EXERCISE BRIEF:
Below are some lines of data. Return all of them as they are.

·····

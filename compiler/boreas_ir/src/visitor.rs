//! IR visitor.
//!
//! Generic traversal over the arena-allocated IR. Default `visit_*`
//! methods call the free `walk_*` functions, which match exhaustively over
//! the node catalogues: adding a variant without extending the walks is a
//! compile error, so no node kind can be skipped silently.
//!
//! # Example
//!
//! ```text
//! struct CountLiterals {
//!     count: usize,
//! }
//!
//! impl<'ir> Visitor<'ir> for CountLiterals {
//!     fn visit_expr(&mut self, expr: &'ir ExprKind, arena: &'ir ExprArena) {
//!         if matches!(expr, ExprKind::IntLiteral(_) | ExprKind::FloatLiteral { .. }) {
//!             self.count += 1;
//!         }
//!         walk_expr(self, expr, arena);
//!     }
//! }
//! ```

use crate::ast::{ExprKind, Module, ProgramUnit, SourceFile, StmtKind, Subroutine};
use crate::{ExprArena, ExprId, StmtId};

/// IR visitor trait.
///
/// Override `visit_*` methods to add behaviour at specific nodes; call the
/// matching `walk_*` function to continue into children. Visitors may
/// mutate their own state; the IR stays immutable.
pub trait Visitor<'ir> {
    /// Visit a source file.
    fn visit_source_file(&mut self, file: &'ir SourceFile, arena: &'ir ExprArena) {
        walk_source_file(self, file, arena);
    }

    /// Visit a subroutine unit.
    fn visit_subroutine(&mut self, routine: &'ir Subroutine, arena: &'ir ExprArena) {
        walk_subroutine(self, routine, arena);
    }

    /// Visit a module unit.
    fn visit_module(&mut self, module: &'ir Module, _arena: &'ir ExprArena) {
        // Module units carry no traversable body.
        let _ = module;
    }

    /// Visit a statement.
    fn visit_stmt(&mut self, stmt: &'ir StmtKind, arena: &'ir ExprArena) {
        walk_stmt(self, stmt, arena);
    }

    /// Visit a statement by id.
    fn visit_stmt_id(&mut self, id: StmtId, arena: &'ir ExprArena) {
        self.visit_stmt(arena.get_stmt(id), arena);
    }

    /// Visit an expression.
    fn visit_expr(&mut self, expr: &'ir ExprKind, arena: &'ir ExprArena) {
        walk_expr(self, expr, arena);
    }

    /// Visit an expression by id.
    fn visit_expr_id(&mut self, id: ExprId, arena: &'ir ExprArena) {
        self.visit_expr(arena.get_expr(id), arena);
    }
}

// Walk Functions
//
// All walks are depth-first, left-to-right: assignment targets before
// right-hand sides, loop variables before bounds before bodies, list
// elements in declaration order.

/// Walk a source file's program units in order.
pub fn walk_source_file<'ir, V: Visitor<'ir> + ?Sized>(
    visitor: &mut V,
    file: &'ir SourceFile,
    arena: &'ir ExprArena,
) {
    for unit in &file.units {
        match unit {
            ProgramUnit::Subroutine(routine) => visitor.visit_subroutine(routine, arena),
            ProgramUnit::Module(module) => visitor.visit_module(module, arena),
        }
    }
}

/// Walk a subroutine's docstring, arguments, declarations, and body.
pub fn walk_subroutine<'ir, V: Visitor<'ir> + ?Sized>(
    visitor: &mut V,
    routine: &'ir Subroutine,
    arena: &'ir ExprArena,
) {
    for &comment in arena.get_stmt_list(routine.docstring) {
        visitor.visit_stmt_id(comment, arena);
    }
    for &arg in arena.get_expr_list(routine.arguments) {
        visitor.visit_expr_id(arg, arena);
    }
    if routine.decls.is_valid() {
        visitor.visit_stmt_id(routine.decls, arena);
    }
    if routine.body.is_valid() {
        visitor.visit_stmt_id(routine.body, arena);
    }
}

/// Walk a statement's children.
pub fn walk_stmt<'ir, V: Visitor<'ir> + ?Sized>(
    visitor: &mut V,
    stmt: &'ir StmtKind,
    arena: &'ir ExprArena,
) {
    match *stmt {
        // Leaf statements
        StmtKind::Comment { .. } | StmtKind::Intrinsic { .. } => {}

        StmtKind::CommentBlock { comments } => {
            for &id in arena.get_stmt_list(comments) {
                visitor.visit_stmt_id(id, arena);
            }
        }

        StmtKind::VariableDeclaration { symbols, comment } => {
            for &id in arena.get_expr_list(symbols) {
                visitor.visit_expr_id(id, arena);
            }
            if comment.is_valid() {
                visitor.visit_stmt_id(comment, arena);
            }
        }

        StmtKind::Import { symbols, .. } => {
            for &id in arena.get_expr_list(symbols) {
                visitor.visit_expr_id(id, arena);
            }
        }

        StmtKind::Assignment { lhs, rhs, comment } => {
            visitor.visit_expr_id(lhs, arena);
            visitor.visit_expr_id(rhs, arena);
            if comment.is_valid() {
                visitor.visit_stmt_id(comment, arena);
            }
        }

        StmtKind::Loop {
            variable,
            bounds,
            body,
        } => {
            visitor.visit_expr_id(variable, arena);
            visitor.visit_expr_id(bounds, arena);
            for &id in arena.get_stmt_list(body) {
                visitor.visit_stmt_id(id, arena);
            }
        }

        StmtKind::WhileLoop { condition, body } => {
            if condition.is_valid() {
                visitor.visit_expr_id(condition, arena);
            }
            for &id in arena.get_stmt_list(body) {
                visitor.visit_stmt_id(id, arena);
            }
        }

        StmtKind::Conditional {
            condition,
            body,
            else_body,
            ..
        } => {
            visitor.visit_expr_id(condition, arena);
            for &id in arena.get_stmt_list(body) {
                visitor.visit_stmt_id(id, arena);
            }
            for &id in arena.get_stmt_list(else_body) {
                visitor.visit_stmt_id(id, arena);
            }
        }

        StmtKind::CallStatement { args, kwargs, .. } => {
            for &id in arena.get_expr_list(args) {
                visitor.visit_expr_id(id, arena);
            }
            for kwarg in arena.get_kwargs(kwargs) {
                visitor.visit_expr_id(kwarg.value, arena);
            }
        }

        StmtKind::Section { body } => {
            for &id in arena.get_stmt_list(body) {
                visitor.visit_stmt_id(id, arena);
            }
        }

        StmtKind::StatementFunction {
            variable,
            arguments,
            rhs,
        } => {
            visitor.visit_expr_id(variable, arena);
            for &id in arena.get_expr_list(arguments) {
                visitor.visit_expr_id(id, arena);
            }
            visitor.visit_expr_id(rhs, arena);
        }
    }
}

/// Walk an expression's children.
pub fn walk_expr<'ir, V: Visitor<'ir> + ?Sized>(
    visitor: &mut V,
    expr: &'ir ExprKind,
    arena: &'ir ExprArena,
) {
    match *expr {
        // Leaves
        ExprKind::Scalar { .. }
        | ExprKind::IntLiteral(_)
        | ExprKind::FloatLiteral { .. }
        | ExprKind::LogicLiteral(_)
        | ExprKind::StringLiteral { .. }
        | ExprKind::Index { .. } => {}

        ExprKind::Array { dims, .. } => {
            for &id in arena.get_expr_list(dims) {
                visitor.visit_expr_id(id, arena);
            }
        }

        ExprKind::Op { operands, .. } => {
            for &id in arena.get_expr_list(operands) {
                visitor.visit_expr_id(id, arena);
            }
        }

        ExprKind::InlineCall {
            callee,
            args,
            kwargs,
        } => {
            visitor.visit_expr_id(callee, arena);
            for &id in arena.get_expr_list(args) {
                visitor.visit_expr_id(id, arena);
            }
            for kwarg in arena.get_kwargs(kwargs) {
                visitor.visit_expr_id(kwarg.value, arena);
            }
        }

        ExprKind::Cast { operand, .. } => {
            visitor.visit_expr_id(operand, arena);
        }

        ExprKind::RangeIndex { lower, upper, step } => {
            if lower.is_valid() {
                visitor.visit_expr_id(lower, arena);
            }
            if upper.is_valid() {
                visitor.visit_expr_id(upper, arena);
            }
            if step.is_valid() {
                visitor.visit_expr_id(step, arena);
            }
        }

        ExprKind::StringConcat { parts } => {
            for &id in arena.get_expr_list(parts) {
                visitor.visit_expr_id(id, arena);
            }
        }
    }
}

·····

SOLUTION:
filename compiler/boreas_ir/src/visitor.rs
//! IR visitor.
//!
//! Generic traversal over the arena-allocated IR. Default `visit_*`
//! methods call the free `walk_*` functions, which match exhaustively over
//! the node catalogues: adding a variant without extending the walks is a
//! compile error, so no node kind can be skipped silently.
//!
//! # Example
//!
//! ```text
//! struct CountLiterals {
//!     count: usize,
//! }
//!
//! impl<'ir> Visitor<'ir> for CountLiterals {
//!     fn visit_expr(&mut self, expr: &'ir ExprKind, arena: &'ir ExprArena) {
//!         if matches!(expr, ExprKind::IntLiteral(_) | ExprKind::FloatLiteral { .. }) {
//!             self.count += 1;
//!         }
//!         walk_expr(self, expr, arena);
//!     }
//! }
//! ```

use crate::ast::{ExprKind, Module, ProgramUnit, SourceFile, StmtKind, Subroutine};
use crate::{ExprArena, ExprId, StmtId};

/// IR visitor trait.
///
/// Override `visit_*` methods to add behaviour at specific nodes; call the
/// matching `walk_*` function to continue into children. Visitors may
/// mutate their own state; the IR stays immutable.
pub trait Visitor<'ir> {
    /// Visit a source file.
    fn visit_source_file(&mut self, file: &'ir SourceFile, arena: &'ir ExprArena) {
        walk_source_file(self, file, arena);
    }

    /// Visit a subroutine unit.
    fn visit_subroutine(&mut self, routine: &'ir Subroutine, arena: &'ir ExprArena) {
        walk_subroutine(self, routine, arena);
    }

    /// Visit a module unit.
    fn visit_module(&mut self, module: &'ir Module, _arena: &'ir ExprArena) {
        // Module units carry no traversable body.
        let _ = module;
    }

    /// Visit a statement.
    fn visit_stmt(&mut self, stmt: &'ir StmtKind, arena: &'ir ExprArena) {
        walk_stmt(self, stmt, arena);
    }

    /// Visit a statement by id.
    fn visit_stmt_id(&mut self, id: StmtId, arena: &'ir ExprArena) {
        self.visit_stmt(arena.get_stmt(id), arena);
    }

    /// Visit an expression.
    fn visit_expr(&mut self, expr: &'ir ExprKind, arena: &'ir ExprArena) {
        walk_expr(self, expr, arena);
    }

    /// Visit an expression by id.
    fn visit_expr_id(&mut self, id: ExprId, arena: &'ir ExprArena) {
        self.visit_expr(arena.get_expr(id), arena);
    }
}

// Walk Functions
//
// All walks are depth-first, left-to-right: assignment targets before
// right-hand sides, loop variables before bounds before bodies, list
// elements in declaration order.

/// Walk a source file's program units in order.
pub fn walk_source_file<'ir, V: Visitor<'ir> + ?Sized>(
    visitor: &mut V,
    file: &'ir SourceFile,
    arena: &'ir ExprArena,
) {
    for unit in &file.units {
        match unit {
            ProgramUnit::Subroutine(routine) => visitor.visit_subroutine(routine, arena),
            ProgramUnit::Module(module) => visitor.visit_module(module, arena),
        }
    }
}

/// Walk a subroutine's docstring, arguments, declarations, and body.
pub fn walk_subroutine<'ir, V: Visitor<'ir> + ?Sized>(
    visitor: &mut V,
    routine: &'ir Subroutine,
    arena: &'ir ExprArena,
) {
    for &comment in arena.get_stmt_list(routine.docstring) {
        visitor.visit_stmt_id(comment, arena);
    }
    for &arg in arena.get_expr_list(routine.arguments) {
        visitor.visit_expr_id(arg, arena);
    }
    if routine.decls.is_valid() {
        visitor.visit_stmt_id(routine.decls, arena);
    }
    if routine.body.is_valid() {
        visitor.visit_stmt_id(routine.body, arena);
    }
}

/// Walk a statement's children.
pub fn walk_stmt<'ir, V: Visitor<'ir> + ?Sized>(
    visitor: &mut V,
    stmt: &'ir StmtKind,
    arena: &'ir ExprArena,
) {
    match *stmt {
        // Leaf statements
        StmtKind::Comment { .. } | StmtKind::Intrinsic { .. } => {}

        StmtKind::CommentBlock { comments } => {
            for &id in arena.get_stmt_list(comments) {
                visitor.visit_stmt_id(id, arena);
            }
        }

        StmtKind::VariableDeclaration { symbols, comment } => {
            for &id in arena.get_expr_list(symbols) {
                visitor.visit_expr_id(id, arena);
            }
            if comment.is_valid() {
                visitor.visit_stmt_id(comment, arena);
            }
        }

        StmtKind::Import { symbols, .. } => {
            for &id in arena.get_expr_list(symbols) {
                visitor.visit_expr_id(id, arena);
            }
        }

        StmtKind::Assignment { lhs, rhs, comment } => {
            visitor.visit_expr_id(lhs, arena);
            visitor.visit_expr_id(rhs, arena);
            if comment.is_valid() {
                visitor.visit_stmt_id(comment, arena);
            }
        }

        StmtKind::Loop {
            variable,
            bounds,
            body,
        } => {
            visitor.visit_expr_id(variable, arena);
            visitor.visit_expr_id(bounds, arena);
            for &id in arena.get_stmt_list(body) {
                visitor.visit_stmt_id(id, arena);
            }
        }

        StmtKind::WhileLoop { condition, body } => {
            if condition.is_valid() {
                visitor.visit_expr_id(condition, arena);
            }
            for &id in arena.get_stmt_list(body) {
                visitor.visit_stmt_id(id, arena);
            }
        }

        StmtKind::Conditional {
            condition,
            body,
            else_body,
            ..
        } => {
            visitor.visit_expr_id(condition, arena);
            for &id in arena.get_stmt_list(body) {
                visitor.visit_stmt_id(id, arena);
            }
            for &id in arena.get_stmt_list(else_body) {
                visitor.visit_stmt_id(id, arena);
            }
        }

        StmtKind::CallStatement { args, kwargs, .. } => {
            for &id in arena.get_expr_list(args) {
                visitor.visit_expr_id(id, arena);
            }
            for kwarg in arena.get_kwargs(kwargs) {
                visitor.visit_expr_id(kwarg.value, arena);
            }
        }

        StmtKind::Section { body } => {
            for &id in arena.get_stmt_list(body) {
                visitor.visit_stmt_id(id, arena);
            }
        }

        StmtKind::StatementFunction {
            variable,
            arguments,
            rhs,
        } => {
            visitor.visit_expr_id(variable, arena);
            for &id in arena.get_expr_list(arguments) {
                visitor.visit_expr_id(id, arena);
            }
            visitor.visit_expr_id(rhs, arena);
        }
    }
}

/// Walk an expression's children.
pub fn walk_expr<'ir, V: Visitor<'ir> + ?Sized>(
    visitor: &mut V,
    expr: &'ir ExprKind,
    arena: &'ir ExprArena,
) {
    match *expr {
        // Leaves
        ExprKind::Scalar { .. }
        | ExprKind::IntLiteral(_)
        | ExprKind::FloatLiteral { .. }
        | ExprKind::LogicLiteral(_)
        | ExprKind::StringLiteral { .. }
        | ExprKind::Index { .. } => {}

        ExprKind::Array { dims, .. } => {
            for &id in arena.get_expr_list(dims) {
                visitor.visit_expr_id(id, arena);
            }
        }

        ExprKind::Op { operands, .. } => {
            for &id in arena.get_expr_list(operands) {
                visitor.visit_expr_id(id, arena);
            }
        }

        ExprKind::InlineCall {
            callee,
            args,
            kwargs,
        } => {
            visitor.visit_expr_id(callee, arena);
            for &id in arena.get_expr_list(args) {
                visitor.visit_expr_id(id, arena);
            }
            for kwarg in arena.get_kwargs(kwargs) {
                visitor.visit_expr_id(kwarg.value, arena);
            }
        }

        ExprKind::Cast { operand, .. } => {
            visitor.visit_expr_id(operand, arena);
        }

        ExprKind::RangeIndex { lower, upper, step } => {
            if lower.is_valid() {
                visitor.visit_expr_id(lower, arena);
            }
            if upper.is_valid() {
                visitor.visit_expr_id(upper, arena);
            }
            if step.is_valid() {
                visitor.visit_expr_id(step, arena);
            }
        }

        ExprKind::StringConcat { parts } => {
            for &id in arena.get_expr_list(parts) {
                visitor.visit_expr_id(id, arena);
            }
        }
    }
}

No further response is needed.